**Exercise brief**
For this listing, the lines between the one holding "pub mod entity;" and the one holding "is stale: built", inclusive, must be set down exactly.

**Entries provided**
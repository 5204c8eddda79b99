//! Core card types and entities

pub mod card;
pub mod entity;
pub mod mana;
pub mod types;

pub use card::{Card, CardType};
pub use entity::{CardId, EdgeIndex, NodeIndex};
pub use mana::{Color, ColorSet, ManaCost, ManaPool};
pub use types::{CardName, Subtype, Tag};
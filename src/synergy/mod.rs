//! Card synergy graph: tag rules, construction, queries and caching

pub mod builder;
pub mod cache;
pub mod graph;
pub mod query;
pub mod rules;

pub use builder::{BuilderConfig, GraphBuilder, OVERLAP_SCALE, TRIBAL_LORD_WEIGHT, TRIBAL_SHARED_WEIGHT};
pub use cache::GraphCache;
pub use graph::{EdgeKind, SynergyEdge, SynergyGraph};
pub use query::{ComboChain, ComboChains, GraphStats, Neighbor, Suggestion, SynergyQuery};
pub use rules::{RuleSet, RULESET_VERSION};
//! Error types for MTG Goldfish

use crate::core::ManaCost;
use crate::loader::deck::DeckViolation;
use std::fmt;
use thiserror::Error;

#[derive(Error, Debug)]
pub enum GoldfishError {
    /// Query for a card id that the graph or store has never seen
    #[error("Card not found: {0}")]
    NotFound(String),

    /// Payment attempted without a sufficient pool. Expected during simulation.
    #[error("Insufficient mana to pay {cost} (pool has {available} usable sources)")]
    InsufficientMana { cost: ManaCost, available: u32 },

    #[error("Deck is invalid: {}", DisplayViolations(.0))]
    DeckInvalid(Vec<DeckViolation>),

    #[error("Synergy graph is stale: built from snapshot {built}, store is at {current}")]
    GraphStale { built: String, current: String },

    #[error("Invalid card format: {0}")]
    InvalidCardFormat(String),

    #[error("Invalid deck format: {0}")]
    InvalidDeckFormat(String),

    #[error("Invalid configuration: {0}")]
    InvalidConfig(String),

    #[error("IO error: {0}")]
    IoError(#[from] std::io::Error),

    #[error("Serialization error: {0}")]
    SerializationError(String),

    #[error("Task join error: {0}")]
    JoinError(#[from] tokio::task::JoinError),
}

impl GoldfishError {
    /// Every violation behind a `DeckInvalid`, empty for other variants
    pub fn violations(&self) -> &[DeckViolation] {
        match self {
            GoldfishError::DeckInvalid(v) => v,
            _ => &[],
        }
    }
}

impl From<serde_json::Error> for GoldfishError {
    fn from(e: serde_json::Error) -> Self {
        GoldfishError::SerializationError(e.to_string())
    }
}

struct DisplayViolations<'a>(&'a [DeckViolation]);

impl fmt::Display for DisplayViolations<'_> {
    fn fmt(&self, f: &mut fmt::Formatter<'_>) -> fmt::Result {
        for (i, v) in self.0.iter().enumerate() {
            if i > 0 {
                write!(f, "; ")?;
            }
            write!(f, "{v}")?;
        }
        Ok(())
    }
}

pub type Result<T> = std::result::Result<T, GoldfishError>;
//! Deck lists, formats and validation
//!
//! A [`DeckList`] is what a user typed (a `.dck` file or `{card, count}`
//! entries). A [`Deck`] only exists once that list has been resolved against a
//! card store and checked against a [`DeckFormat`].

use crate::core::Card;
use crate::loader::database::CardStore;
use crate::{GoldfishError, Result};
use serde::{Deserialize, Serialize};
use std::collections::BTreeMap;
use std::fmt;
use std::fs;
use std::path::Path;
use std::sync::Arc;

/// Deck loader for .dck and plain text lists
pub struct DeckLoader;

#[derive(Clone, Copy, PartialEq)]
enum Section {
    Main,
    Sideboard,
    Commander,
    Other,
}

impl DeckLoader {
    /// Load a deck from a .dck file
    pub fn load_from_file(path: &Path) -> Result<DeckList> {
        let content = fs::read_to_string(path)?;
        Self::parse(&content)
    }

    /// Parse a deck from its text content
    ///
    /// Lines are "4 Lightning Bolt", "4x Lightning Bolt" or
    /// "1 Lightning Bolt|M10". `[Main]`, `[Sideboard]` and `[Commander]`
    /// switch sections; any other `[section]` (such as `[metadata]`) is
    /// skipped along with `#` comments.
    pub fn parse(content: &str) -> Result<DeckList> {
        let mut list = DeckList::default();
        let mut section = Section::Main;

        for (line_no, line) in content.lines().enumerate() {
            let line = line.trim();
            if line.is_empty() || line.starts_with('#') || line.starts_with("//") {
                continue;
            }

            if line.starts_with('[') {
                section = match line.trim_matches(|c| c == '[' || c == ']').to_lowercase().as_str() {
                    "main" | "deck" => Section::Main,
                    "sideboard" => Section::Sideboard,
                    "commander" => Section::Commander,
                    _ => Section::Other,
                };
                continue;
            }
            if section == Section::Other {
                continue;
            }

            let Some((count_str, rest)) = line.split_once(' ') else {
                return Err(GoldfishError::InvalidDeckFormat(format!(
                    "line {}: expected '<count> <card name>', got '{line}'",
                    line_no + 1
                )));
            };
            let count: u32 = count_str.trim_end_matches(['x', 'X']).parse().map_err(|_| {
                GoldfishError::InvalidDeckFormat(format!(
                    "line {}: invalid card count '{count_str}'",
                    line_no + 1
                ))
            })?;

            // Drop a trailing set code
            let card = match rest.split_once('|') {
                Some((name, _set)) => name.trim(),
                None => rest.trim(),
            };
            if card.is_empty() || count == 0 {
                continue;
            }

            let entry = DeckEntry::new(card, count);
            match section {
                Section::Main => list.main_deck.push(entry),
                Section::Sideboard => list.sideboard.push(entry),
                Section::Commander => list.commander.push(entry),
                Section::Other => {}
            }
        }

        if list.main_deck.is_empty() && list.commander.is_empty() {
            return Err(GoldfishError::InvalidDeckFormat("Empty deck".to_string()));
        }

        Ok(list)
    }
}

/// A deck entry: a card id or name and how many copies
#[derive(Debug, Clone, PartialEq, Eq, Serialize, Deserialize)]
pub struct DeckEntry {
    #[serde(alias = "card_id", alias = "card_name")]
    pub card: String,
    pub count: u32,
}

impl DeckEntry {
    pub fn new(card: impl Into<String>, count: u32) -> Self {
        DeckEntry {
            card: card.into(),
            count,
        }
    }
}

/// An unvalidated deck list
#[derive(Debug, Clone, Default, PartialEq, Eq, Serialize, Deserialize)]
pub struct DeckList {
    pub main_deck: Vec<DeckEntry>,
    #[serde(default)]
    pub sideboard: Vec<DeckEntry>,
    #[serde(default)]
    pub commander: Vec<DeckEntry>,
}

impl DeckList {
    /// Main deck only
    pub fn from_entries(entries: Vec<DeckEntry>) -> Self {
        DeckList {
            main_deck: entries,
            ..DeckList::default()
        }
    }

    /// Total cards in main deck
    pub fn total_cards(&self) -> usize {
        self.main_deck.iter().map(|e| e.count as usize).sum()
    }

    /// Total cards in sideboard
    pub fn sideboard_size(&self) -> usize {
        self.sideboard.iter().map(|e| e.count as usize).sum()
    }
}

/// Required deck size
#[derive(Debug, Clone, Copy, PartialEq, Eq, Serialize, Deserialize)]
pub enum DeckSize {
    Exactly(u32),
    AtLeast(u32),
}

impl DeckSize {
    pub fn accepts(self, size: u32) -> bool {
        match self {
            DeckSize::Exactly(n) => size == n,
            DeckSize::AtLeast(n) => size >= n,
        }
    }
}

impl fmt::Display for DeckSize {
    fn fmt(&self, f: &mut fmt::Formatter<'_>) -> fmt::Result {
        match self {
            DeckSize::Exactly(n) => write!(f, "exactly {n}"),
            DeckSize::AtLeast(n) => write!(f, "at least {n}"),
        }
    }
}

/// Construction rules a deck is validated against
#[derive(Debug, Clone, PartialEq, Eq, Serialize, Deserialize)]
pub struct DeckFormat {
    pub name: String,
    pub size: DeckSize,
    /// Copy limit per card; basic lands are exempt. `None` means unlimited.
    pub max_copies: Option<u32>,
}

impl DeckFormat {
    /// Sealed and draft: exactly 40 cards, no copy limit
    pub fn limited() -> Self {
        DeckFormat {
            name: "limited".to_string(),
            size: DeckSize::Exactly(40),
            max_copies: None,
        }
    }

    /// Exactly 60 cards, up to 4 copies
    pub fn constructed() -> Self {
        DeckFormat {
            name: "constructed".to_string(),
            size: DeckSize::Exactly(60),
            max_copies: Some(4),
        }
    }

    /// Exactly 100 cards including the commander, singleton
    pub fn commander() -> Self {
        DeckFormat {
            name: "commander".to_string(),
            size: DeckSize::Exactly(100),
            max_copies: Some(1),
        }
    }

    pub fn custom(name: impl Into<String>, size: DeckSize, max_copies: Option<u32>) -> Self {
        DeckFormat {
            name: name.into(),
            size,
            max_copies,
        }
    }

    /// Look up a preset by name
    pub fn by_name(name: &str) -> Result<Self> {
        match name.to_lowercase().as_str() {
            "limited" | "draft" | "sealed" => Ok(DeckFormat::limited()),
            "constructed" | "standard" | "modern" | "legacy" | "vintage" | "pioneer" => {
                Ok(DeckFormat::constructed())
            }
            "commander" | "edh" => Ok(DeckFormat::commander()),
            other => Err(GoldfishError::InvalidConfig(format!("unknown deck format '{other}'"))),
        }
    }
}

/// One way a deck list breaks its format
#[derive(Debug, Clone, PartialEq, Eq, Serialize, Deserialize)]
pub enum DeckViolation {
    TooManyCopies { card: String, count: u32, max: u32 },
    WrongSize { expected: DeckSize, actual: u32 },
    UnknownCard { card: String },
    TooManyCommanders { count: u32 },
}

impl fmt::Display for DeckViolation {
    fn fmt(&self, f: &mut fmt::Formatter<'_>) -> fmt::Result {
        match self {
            DeckViolation::TooManyCopies { card, count, max } => {
                write!(f, "{count} copies of '{card}' (limit {max})")
            }
            DeckViolation::WrongSize { expected, actual } => {
                write!(f, "deck has {actual} cards, format requires {expected}")
            }
            DeckViolation::UnknownCard { card } => write!(f, "unknown card '{card}'"),
            DeckViolation::TooManyCommanders { count } => {
                write!(f, "{count} commanders listed, only one is supported")
            }
        }
    }
}

/// A validated deck, immutable for the length of a simulation run
#[derive(Debug, Clone)]
pub struct Deck {
    entries: Vec<(Arc<Card>, u32)>,
    commander: Option<Arc<Card>>,
    format: DeckFormat,
}

impl Deck {
    /// Resolve `list` against `store` and validate it against `format`
    ///
    /// Every violation is collected before returning, so a caller can report
    /// all of them at once. Repeated lines for the same card are merged, in
    /// first-appearance order. The sideboard is ignored. Counts saturate at
    /// `u32::MAX`; a deck whose total overflows is always the wrong size.
    pub fn build(list: &DeckList, store: &CardStore, format: &DeckFormat) -> Result<Deck> {
        let mut violations = Vec::new();
        let mut entries: Vec<(Arc<Card>, u32)> = Vec::new();
        let mut copies: BTreeMap<&str, (u32, &Arc<Card>)> = BTreeMap::new();
        let mut overflowed = false;

        for entry in &list.main_deck {
            match store.resolve(&entry.card) {
                Some(card) => {
                    match entries.iter_mut().find(|(c, _)| c.id == card.id) {
                        Some((_, count)) => {
                            overflowed |= count.checked_add(entry.count).is_none();
                            *count = count.saturating_add(entry.count);
                        }
                        None => entries.push((Arc::clone(card), entry.count)),
                    }
                    let copy = &mut copies.entry(card.id.as_str()).or_insert((0, card)).0;
                    *copy = copy.saturating_add(entry.count);
                }
                None => violations.push(DeckViolation::UnknownCard {
                    card: entry.card.clone(),
                }),
            }
        }

        let mut commander = None;
        let commander_count = list.commander.iter().fold(0u32, |n, e| n.saturating_add(e.count));
        if commander_count > 1 {
            violations.push(DeckViolation::TooManyCommanders {
                count: commander_count,
            });
        }
        if let Some(entry) = list.commander.first() {
            match store.resolve(&entry.card) {
                Some(card) => {
                    let copy = &mut copies.entry(card.id.as_str()).or_insert((0, card)).0;
                    *copy = copy.saturating_add(1);
                    commander = Some(Arc::clone(card));
                }
                None => violations.push(DeckViolation::UnknownCard {
                    card: entry.card.clone(),
                }),
            }
        }

        if let Some(max) = format.max_copies {
            for (count, card) in copies.values() {
                if *count > max && !card.is_basic() {
                    violations.push(DeckViolation::TooManyCopies {
                        card: card.name.to_string(),
                        count: *count,
                        max,
                    });
                }
            }
        }

        let total = entries
            .iter()
            .map(|(_, n)| *n)
            .chain(commander.iter().map(|_| 1))
            .try_fold(0u32, u32::checked_add);
        match total {
            Some(total) if !overflowed && format.size.accepts(total) => {}
            _ => violations.push(DeckViolation::WrongSize {
                expected: format.size,
                actual: total.unwrap_or(u32::MAX),
            }),
        }

        if !violations.is_empty() {
            return Err(GoldfishError::DeckInvalid(violations));
        }

        Ok(Deck {
            entries,
            commander,
            format: format.clone(),
        })
    }

    /// Card instances of the library, in list order (commander excluded)
    pub fn expand(&self) -> Vec<Arc<Card>> {
        self.entries
            .iter()
            .flat_map(|(card, count)| std::iter::repeat(card).take(*count as usize).cloned())
            .collect()
    }

    pub fn entries(&self) -> &[(Arc<Card>, u32)] {
        &self.entries
    }

    pub fn commander(&self) -> Option<&Arc<Card>> {
        self.commander.as_ref()
    }

    pub fn format(&self) -> &DeckFormat {
        &self.format
    }

    /// Library size (commander excluded)
    pub fn library_size(&self) -> usize {
        self.entries.iter().map(|(_, n)| *n as usize).sum()
    }

    pub fn land_count(&self) -> usize {
        self.entries
            .iter()
            .filter(|(card, _)| card.is_land())
            .map(|(_, n)| *n as usize)
            .sum()
    }

    /// Every distinct card in the deck, commander included
    pub fn unique_cards(&self) -> impl Iterator<Item = &Arc<Card>> {
        self.entries.iter().map(|(card, _)| card).chain(self.commander.iter())
    }
}
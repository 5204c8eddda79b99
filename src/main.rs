//! MTG Goldfish - Main Binary
//!
//! Simulate decks, explore card synergies and inspect mana curves from the
//! command line.

use clap::{Parser, Subcommand};
use mtg_goldfish::{
    analysis::CurveSummary,
    config::{load_config, Config},
    core::CardId,
    game::{GoldfishSimulator, OutputMode, VerbosityLevel},
    loader::{CardStore, Deck, DeckFormat, DeckLoader},
    simulation::{run_simulation_with_progress, trial_seed, CancelToken, SimulationReport},
    synergy::{GraphCache, RuleSet, SynergyGraph, SynergyQuery},
    GoldfishError, Result,
};
use std::path::{Path, PathBuf};
use std::sync::Arc;
use std::time::Duration;

/// Verbosity level for trial output (custom parser supporting both names and numbers)
#[derive(Debug, Clone, Copy)]
struct VerbosityArg(VerbosityLevel);

impl std::str::FromStr for VerbosityArg {
    type Err = String;

    fn from_str(s: &str) -> std::result::Result<Self, Self::Err> {
        s.parse::<VerbosityLevel>().map(VerbosityArg).map_err(|_| {
            format!("invalid verbosity level '{s}' (expected: silent/0, minimal/1, normal/2, verbose/3)")
        })
    }
}

#[derive(Parser)]
#[command(name = "goldfish")]
#[command(about = "MTG Goldfish - deck consistency simulator and synergy explorer", long_about = None)]
struct Cli {
    #[command(subcommand)]
    command: Commands,
}

#[derive(Subcommand)]
enum Commands {
    /// Run Monte Carlo goldfish trials for a deck
    Simulate {
        /// Card records: a JSON file or a directory of JSON files
        #[arg(long, value_name = "PATH")]
        cards: PathBuf,

        /// Deck list (.dck or plain text)
        #[arg(long, short = 'd')]
        deck: PathBuf,

        /// Deck format (limited, constructed, commander)
        #[arg(long)]
        format: Option<String>,

        /// Number of trials
        #[arg(long, short = 'n')]
        trials: Option<usize>,

        /// Base random seed
        #[arg(long)]
        seed: Option<u64>,

        /// Stop launching trials after this many seconds
        #[arg(long)]
        seconds: Option<u64>,

        /// Draw a card on the first turn
        #[arg(long)]
        on_the_draw: bool,

        /// JSON configuration file
        #[arg(long)]
        config: Option<PathBuf>,

        /// Print the log of a single trial before the run
        #[arg(long, value_name = "INDEX")]
        trace: Option<usize>,

        /// Verbosity of the traced trial (0=silent, 1=minimal, 2=normal, 3=verbose)
        #[arg(long, short = 'v')]
        verbosity: Option<VerbosityArg>,

        /// Print the report as JSON
        #[arg(long)]
        json: bool,
    },

    /// Show the synergy neighbors and combo chains of one card
    Synergy {
        #[arg(long, value_name = "PATH")]
        cards: PathBuf,

        /// Card name or id
        #[arg(long)]
        card: String,

        #[arg(long, default_value_t = 0.1)]
        min_weight: f64,

        /// Also list combo chains up to this many hops
        #[arg(long, value_name = "DEPTH")]
        chains: Option<usize>,

        /// Use a graph saved by `build-graph` instead of building one
        #[arg(long)]
        graph: Option<PathBuf>,

        #[arg(long)]
        config: Option<PathBuf>,

        #[arg(long)]
        json: bool,
    },

    /// Suggest cards to add to a deck
    Suggest {
        #[arg(long, value_name = "PATH")]
        cards: PathBuf,

        #[arg(long, short = 'd')]
        deck: PathBuf,

        #[arg(long)]
        format: Option<String>,

        #[arg(long, default_value_t = 10)]
        top: usize,

        #[arg(long)]
        graph: Option<PathBuf>,

        #[arg(long)]
        config: Option<PathBuf>,

        #[arg(long)]
        json: bool,
    },

    /// Build the synergy graph for a card store and save it as JSON
    BuildGraph {
        #[arg(long, value_name = "PATH")]
        cards: PathBuf,

        #[arg(long, short = 'o')]
        out: PathBuf,

        #[arg(long)]
        config: Option<PathBuf>,
    },

    /// Static mana curve of a deck
    Curve {
        #[arg(long, value_name = "PATH")]
        cards: PathBuf,

        #[arg(long, short = 'd')]
        deck: PathBuf,

        #[arg(long)]
        format: Option<String>,

        #[arg(long)]
        json: bool,
    },
}

#[tokio::main]
async fn main() -> Result<()> {
    let cli = Cli::parse();

    match cli.command {
        Commands::Simulate {
            cards,
            deck,
            format,
            trials,
            seed,
            seconds,
            on_the_draw,
            config,
            trace,
            verbosity,
            json,
        } => {
            let mut config = read_config(config.as_deref())?;
            if let Some(trials) = trials {
                config.simulation.trials = trials;
            }
            if let Some(seed) = seed {
                config.simulation.base_seed = seed;
            }
            if format.is_some() {
                config.format = format;
            }
            if on_the_draw {
                config.simulation.goldfish = config.simulation.goldfish.with_draw_on_first_turn(true);
            }
            config.validate()?;
            let verbosity = match verbosity {
                Some(v) => v.0,
                None if config.verbosity != VerbosityLevel::Silent => config.verbosity,
                None => VerbosityLevel::Normal,
            };
            run_simulate(&cards, &deck, &config, seconds, trace, verbosity, json).await?
        }
        Commands::Synergy {
            cards,
            card,
            min_weight,
            chains,
            graph,
            config,
            json,
        } => {
            let config = read_config(config.as_deref())?;
            run_synergy(&cards, &card, min_weight, chains, graph.as_deref(), &config, json).await?
        }
        Commands::Suggest {
            cards,
            deck,
            format,
            top,
            graph,
            config,
            json,
        } => {
            let mut config = read_config(config.as_deref())?;
            if format.is_some() {
                config.format = format;
            }
            run_suggest(&cards, &deck, top, graph.as_deref(), &config, json).await?
        }
        Commands::BuildGraph { cards, out, config } => {
            let config = read_config(config.as_deref())?;
            run_build_graph(&cards, &out, &config).await?
        }
        Commands::Curve {
            cards,
            deck,
            format,
            json,
        } => {
            let format = match format {
                Some(name) => DeckFormat::by_name(&name)?,
                None => DeckFormat::limited(),
            };
            let store = load_store(&cards, json).await?;
            let deck = load_deck(&deck, &store, &format)?;
            print_curve(&CurveSummary::from_deck(&deck), json)?;
        }
    }

    Ok(())
}

fn read_config(path: Option<&Path>) -> Result<Config> {
    match path {
        Some(path) => load_config(path),
        None => Ok(Config::default()),
    }
}

async fn load_store(path: &Path, quiet: bool) -> Result<CardStore> {
    let rules = RuleSet::standard()?;
    let (store, summary, duration) = CardStore::load_path(path, rules).await?;
    if !quiet {
        println!(
            "Loaded {} cards from {} file(s) in {:.2}ms (skipped {}), snapshot {}",
            summary.loaded,
            summary.files,
            duration.as_secs_f64() * 1000.0,
            summary.skipped,
            store.version().short()
        );
    }
    Ok(store)
}

/// Build a deck, printing every violation when it is invalid
fn load_deck(path: &Path, store: &CardStore, format: &DeckFormat) -> Result<Deck> {
    let list = DeckLoader::load_from_file(path)?;
    Deck::build(&list, store, format).inspect_err(|e| {
        if !e.violations().is_empty() {
            eprintln!("Deck {} is not valid for {}:", path.display(), format.name);
            for violation in e.violations() {
                eprintln!("  - {violation}");
            }
        }
    })
}

/// Graph for `store`: the saved one at `saved` if given, otherwise built
fn obtain_graph(store: &CardStore, config: &Config, saved: Option<&Path>) -> Result<Arc<SynergyGraph>> {
    let rules = RuleSet::standard()?;
    let cache = GraphCache::new(config.builder.clone());
    if let Some(path) = saved {
        let graph = SynergyGraph::load(path)?;
        if graph.ruleset_version() == rules.version() {
            cache.insert(Arc::new(graph));
            if let Some(graph) = cache.cached(store)? {
                return Ok(graph);
            }
        } else {
            eprintln!(
                "Saved graph uses rule set v{}, current is v{}; rebuilding",
                graph.ruleset_version(),
                rules.version()
            );
        }
    }
    cache.get_or_build(store, rules)
}

fn resolve_card(store: &CardStore, key: &str) -> Result<CardId> {
    store
        .resolve(key)
        .map(|card| card.id.clone())
        .ok_or_else(|| GoldfishError::NotFound(key.to_string()))
}

async fn run_simulate(
    cards: &Path,
    deck_path: &Path,
    config: &Config,
    seconds: Option<u64>,
    trace: Option<usize>,
    verbosity: VerbosityLevel,
    json: bool,
) -> Result<()> {
    let store = load_store(cards, json).await?;
    let format = config.deck_format()?;
    let deck = load_deck(deck_path, &store, &format)?;
    let sim = &config.simulation;

    let mut trace_log = None;
    if let Some(index) = trace {
        let seed = trial_seed(sim.base_seed, index);
        let simulator = GoldfishSimulator::new(&deck, &sim.goldfish).with_verbosity(verbosity);
        if json {
            trace_log = Some(simulator.run_trial_logged(index, seed).1);
        } else {
            println!("=== Trial {index} (seed {seed}) ===");
            simulator.with_output_mode(OutputMode::Stdout).run_trial(index, seed);
            println!();
        }
    }

    if !json {
        println!(
            "Running {} trials of {} ({} cards, {} lands) with seed {}",
            sim.trials,
            deck_path.display(),
            deck.library_size(),
            deck.land_count(),
            sim.base_seed
        );
    }

    let cancel = seconds.map(|s| CancelToken::with_deadline(Duration::from_secs(s)));
    let deck = Arc::new(deck);
    let sim = sim.clone();
    let quiet = json;
    let report = tokio::task::spawn_blocking(move || {
        let progress = |done: usize| {
            if !quiet {
                println!("Completed {done} trials");
            }
        };
        run_simulation_with_progress(&deck, &sim, cancel.as_ref(), &progress)
    })
    .await??;

    match (json, trace_log) {
        (true, Some(log)) => {
            let out = serde_json::json!({ "report": report, "trace": log });
            println!("{}", serde_json::to_string_pretty(&out)?);
        }
        (true, None) => println!("{}", serde_json::to_string_pretty(&report)?),
        (false, _) => print_report(&report),
    }
    Ok(())
}

fn print_report(report: &SimulationReport) {
    println!("\n=== Simulation Complete ===");
    println!(
        "Trials: {}/{}{}",
        report.trials_completed,
        report.trials_requested,
        if report.partial { " (partial)" } else { "" }
    );
    println!("Base seed: {}", report.base_seed);

    let pct = |p: &mtg_goldfish::simulation::Proportion| {
        format!("{:.1}% [{:.1}%, {:.1}%]", 100.0 * p.rate, 100.0 * p.ci_low, 100.0 * p.ci_high)
    };
    println!("\n=== Consistency ===");
    println!("Keep rate (first hand): {}", pct(&report.keep_rate));
    println!("Mana screw:             {}", pct(&report.screw_rate));
    println!("Curve-out rate:         {}", pct(&report.curve_out.rate));
    if let (Some(mean), Some(median), Some(se)) = (
        report.curve_out.mean_turn,
        report.curve_out.median_turn,
        report.curve_out.std_error,
    ) {
        println!("Turns to curve-out:     mean {mean:.2} (se {se:.2}), median {median:.1}");
    }
    println!("Mean mulligans:         {:.2}", report.mean_mulligans);

    println!("\n=== Opening Hand Lands ===");
    for (lands, count) in &report.opening_lands {
        let share = *count as f64 / report.trials_completed.max(1) as f64;
        println!("  {lands}: {count:>6} ({:.1}%)", 100.0 * share);
    }

    println!("\n=== Per Turn ===");
    println!("  turn  trials  spells  mana  cast%");
    for turn in &report.turns {
        println!(
            "  {:>4}  {:>6}  {:>6.2}  {:>4.2}  {:>5.1}",
            turn.turn,
            turn.trials_reaching,
            turn.avg_spells,
            turn.avg_mana,
            100.0 * turn.cast_rate
        );
    }
}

**Result for this exercise**
pub mod entity;
pub mod mana;
pub mod types;

pub use card::{Card, CardType};
pub use entity::{CardId, EdgeIndex, NodeIndex};
pub use mana::{Color, ColorSet, ManaCost, ManaPool};
pub use types::{CardName, Subtype, Tag};
filename src/synergy/mod.rs
//! Card synergy graph: tag rules, construction, queries and caching

pub mod builder;
pub mod cache;
pub mod graph;
pub mod query;
pub mod rules;

pub use builder::{BuilderConfig, GraphBuilder, OVERLAP_SCALE, TRIBAL_LORD_WEIGHT, TRIBAL_SHARED_WEIGHT};
pub use cache::GraphCache;
pub use graph::{EdgeKind, SynergyEdge, SynergyGraph};
pub use query::{ComboChain, ComboChains, GraphStats, Neighbor, Suggestion, SynergyQuery};
pub use rules::{RuleSet, RULESET_VERSION};
//! Error types for MTG Goldfish

use crate::core::ManaCost;
use crate::loader::deck::DeckViolation;
use std::fmt;
use thiserror::Error;

#[derive(Error, Debug)]
pub enum GoldfishError {
    /// Query for a card id that the graph or store has never seen
    #[error("Card not found: {0}")]
    NotFound(String),

    /// Payment attempted without a sufficient pool. Expected during simulation.
    #[error("Insufficient mana to pay {cost} (pool has {available} usable sources)")]
    InsufficientMana { cost: ManaCost, available: u32 },

    #[error("Deck is invalid: {}", DisplayViolations(.0))]
    DeckInvalid(Vec<DeckViolation>),

    #[error("Synergy graph is stale: built from snapshot {built}, store is at {current}")]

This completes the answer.